Those perceptions reflect -
- technological
naivety
- the
will to believe, something that is independent of intelligence
or education
- the
special status of devices that appear to be animated
and are used in communication (people are more likely
to believe that their phone or television is haunted
than their toaster or a brick).
The prevalence of those perceptions tends to decrease
as consumers become familiar with the technology and scammers
or enthusiasts get debunked. However it is clear from
the history of 'spirit photography' - running from early
daguerrotypes to
contemporary brouhaha about kirlian imaging - that some
consumers have been resolutely resistant to explanations
other than those involving ectoplasm.
Some have been egregiously exploited by mediums and other
scammers. Others, including the mainstram media, have
gone along for the ride - happy to be entertained by preposterous
claims or to peddle books, news items and videos about
the supernatural and stupid.
conduits to the beyond
Jeremy Stolow in 'Techno-Religious Imaginaries: On the
Spiritual Telegraph and the Circum-Atlantic World of the
19th Century' commented
that
the
invisibility and intangibility of electric current,
and its capacity to collapse time and space onto a single,
continuous plane of reference provided the perfect analogy
for the existence of the human soul beyond the body.

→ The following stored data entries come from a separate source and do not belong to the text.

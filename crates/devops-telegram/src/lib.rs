//! Telegram front-end for the DevOps bot.
//!
//! Converts Telegram updates into activities, runs them through the
//! [`devops_dialogs::RootDialog`] and posts the replies back. A small axum
//! server receives the OAuth redirect that completes a sign-in.
//!
//! # Environment Variables
//!
//! Required:
//! - `TELEGRAM_BOT_TOKEN`: Bot token from @BotFather
//!
//! Optional:
//! - `TELEGRAM_API_URL`: Local Bot API server or emulator
//! - `DEVOPS_APP_ID`, `DEVOPS_APP_SECRET`: Enable sign-in
//! - `DEVOPS_CALLBACK_URL`: Public base URL of the callback server
//! - `BOT_HTTP_PORT`: Callback server port (default: 3978)
//!
//! # Commands
//!
//! - `/start`, `/help` - Show the command menu
//! - `/connect` - Sign in, then pick an account and a team project
//! - `/builds` - Queue a build
//! - `/releases` - Create a release
//! - `/approvals` - Approve or reject pending deployments

pub mod bot;
pub mod channel;
pub mod convert;
pub mod error;
pub mod handlers;
pub mod server;
pub mod state;

pub use bot::TelegramBot;
pub use channel::TelegramChannel;
pub use error::{Result, ServerError, TelegramError};
pub use server::{create_router, serve, ServerState};
pub use state::BotState;
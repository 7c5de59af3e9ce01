//! Core data models for the DevOps bot.
//!
//! This crate provides the types shared by the remote access layer and the
//! dialogs: the DevOps resources (accounts, projects, build and release
//! definitions, builds, releases, approvals) as the REST API serializes them,
//! and the conversational activities and replies exchanged with a channel.

pub mod account;
pub mod activity;
pub mod approval;
pub mod build;
pub mod release;
pub mod reply;

// Re-export main types
pub use account::{Account, Profile, TeamProject};
pub use activity::{Activity, ActivityType, ChannelAccount, ConversationRef};
pub use approval::{Approval, ApprovalStatus, ApprovalType, IdentityRef, ShallowReference};
pub use build::{Build, BuildDefinition, DefinitionReference, QueueBuildRequest};
pub use release::{
    Artifact, ArtifactMetadata, ArtifactSourceReference, BuildVersion, Release,
    ReleaseDefinition, ReleaseStartMetadata, BUILD_ARTIFACT_TYPE, DEFINITION_REFERENCE_KEY,
};
pub use reply::{Card, CardAction, CardActionKind, Reply};
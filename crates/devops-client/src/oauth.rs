//! OAuth sign-in against the DevOps identity service.
//!
//! The service uses the JWT-bearer assertion flow: the authorize redirect
//! carries `response_type=Assertion` and the code is exchanged by posting
//! the client secret as a client assertion.

use devops_core::OAuthSettings;
use serde::Deserialize;
use tracing::{debug, info};
use url::Url;

use crate::error::{ClientError, Result};

const CLIENT_ASSERTION_TYPE: &str = "urn:ietf:params:oauth:client-assertion-type:jwt-bearer";
const GRANT_TYPE: &str = "urn:ietf:params:oauth:grant-type:jwt-bearer";

/// Token endpoint response.
#[derive(Debug, Clone, Deserialize)]
pub struct TokenResponse {
    pub access_token: String,
    #[serde(default)]
    pub token_type: Option<String>,
    /// Lifetime in seconds; the service sends it either as a number or as a string.
    #[serde(default)]
    pub expires_in: Option<serde_json::Value>,
    #[serde(default)]
    pub refresh_token: Option<String>,
}

impl TokenResponse {
    /// Lifetime in seconds, if the service reported a usable one.
    pub fn expires_in_secs(&self) -> Option<u64> {
        match self.expires_in.as_ref()? {
            serde_json::Value::Number(n) => n.as_u64(),
            serde_json::Value::String(s) => s.trim().parse().ok(),
            _ => None,
        }
    }
}

/// Builds authorize links and redeems authorization codes.
#[derive(Clone)]
pub struct OAuthClient {
    client: reqwest::Client,
    settings: OAuthSettings,
}

impl OAuthClient {
    pub fn new(settings: OAuthSettings) -> Self {
        Self::with_client(reqwest::Client::new(), settings)
    }

    pub fn with_client(client: reqwest::Client, settings: OAuthSettings) -> Self {
        Self { client, settings }
    }

    pub fn settings(&self) -> &OAuthSettings {
        &self.settings
    }

    /// Link the user opens to grant access. `state` comes back unchanged on
    /// the redirect and identifies the conversation.
    pub fn authorize_url(&self, state: &str) -> Url {
        let mut url = self.settings.authorize_url.clone();
        url.query_pairs_mut()
            .append_pair("client_id", &self.settings.app_id)
            .append_pair("response_type", "Assertion")
            .append_pair("state", state)
            .append_pair("scope", &self.settings.scope)
            .append_pair("redirect_uri", self.settings.redirect_url.as_str());
        url
    }

    /// Exchanges an authorization code for an access token.
    pub async fn exchange_code(&self, code: &str) -> Result<TokenResponse> {
        if code.trim().is_empty() {
            return Err(ClientError::invalid("authorization code must not be empty"));
        }

        let form = [
            ("client_assertion_type", CLIENT_ASSERTION_TYPE),
            ("client_assertion", self.settings.app_secret.as_str()),
            ("grant_type", GRANT_TYPE),
            ("assertion", code),
            ("redirect_uri", self.settings.redirect_url.as_str()),
        ];

        debug!(url = %self.settings.token_url, "Exchanging authorization code");
        let response = self
            .client
            .post(self.settings.token_url.clone())
            .form(&form)
            .send()
            .await?;

        let status = response.status();
        if !status.is_success() {
            let message = response.text().await.unwrap_or_default();
            return Err(ClientError::Remote {
                status: status.as_u16(),
                message,
            });
        }

        let body = response.bytes().await?;
        let token: TokenResponse = serde_json::from_slice(&body)?;
        if token.access_token.is_empty() {
            return Err(ClientError::UnexpectedResponse("token response has no access token".into()));
        }
        info!(expires_in = ?token.expires_in_secs(), "Access token issued");
        Ok(token)
    }
}

#[cfg(test)]
mod tests {
    use super::*;

    fn settings() -> OAuthSettings {
        OAuthSettings {
            app_id: "app-1".into(),
            app_secret: "secret".into(),
            authorize_url: Url::parse("https://auth.example.com/oauth2/authorize").unwrap(),
            token_url: Url::parse("https://auth.example.com/oauth2/token").unwrap(),
            scope: "vso.build vso.release".into(),
            redirect_url: Url::parse("https://bot.example.com/oauth/callback").unwrap(),
        }
    }

    #[test]
    fn test_authorize_url() {
        let client = OAuthClient::new(settings());
        let url = client.authorize_url("nonce-1");
        let pairs: Vec<(String, String)> = url.query_pairs().into_owned().collect();

        assert_eq!(url.host_str(), Some("auth.example.com"));
        assert!(pairs.contains(&("client_id".into(), "app-1".into())));
        assert!(pairs.contains(&("response_type".into(), "Assertion".into())));
        assert!(pairs.contains(&("state".into(), "nonce-1".into())));
        assert!(pairs.contains(&("scope".into(), "vso.build vso.release".into())));
        assert!(pairs.contains(&(
            "redirect_uri".into(),
            "https://bot.example.com/oauth/callback".into()
        )));
    }

    #[tokio::test]
    async fn test_empty_code_rejected() {
        let client = OAuthClient::new(settings());
        let err = client.exchange_code(" ").await.unwrap_err();
        assert!(err.is_invalid_argument());
    }

    #[test]
    fn test_expires_in_number_or_string() {
        let token: TokenResponse =
            serde_json::from_str(r#"{"access_token":"a","token_type":"jwt-bearer","expires_in":"3599"}"#).unwrap();
        assert_eq!(token.expires_in_secs(), Some(3599));

        let token: TokenResponse = serde_json::from_str(r#"{"access_token":"a","expires_in":900}"#).unwrap();
        assert_eq!(token.expires_in_secs(), Some(900));

        let token: TokenResponse = serde_json::from_str(r#"{"access_token":"a"}"#).unwrap();
        assert_eq!(token.expires_in_secs(), None);
        assert!(token.refresh_token.is_none());
    }
}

And if telegraphic technologies could harness electromagnetic
forces in order to communicate intentional messages,
why should it not be possible to develop comparable
techniques in order to communicate with the dead?
Disappointment
with the telegraph
- used to deliver commodity prices and instructions about
which steam train to catch rather than provided communiques
from the beyond - was followed by claims that radio
would allow reception of messages from ghosts, aliens
or even evil spirits.
Uptake of television
in the 1950s saw reports that receivers were haunted or
delivered messages, typically supposed to be discerned
in the white noise of badly tuned boxes or as the glow
from the CRT faded.
Televangelists, tweaking the long tradition of miraculous
cures through physical contact with relics,
have similarly exhorted the faithful to embrace the screen
and thereby enjoy a blessing or cure through a telepresence
'laying on of hands', one to be followed by a genous donation.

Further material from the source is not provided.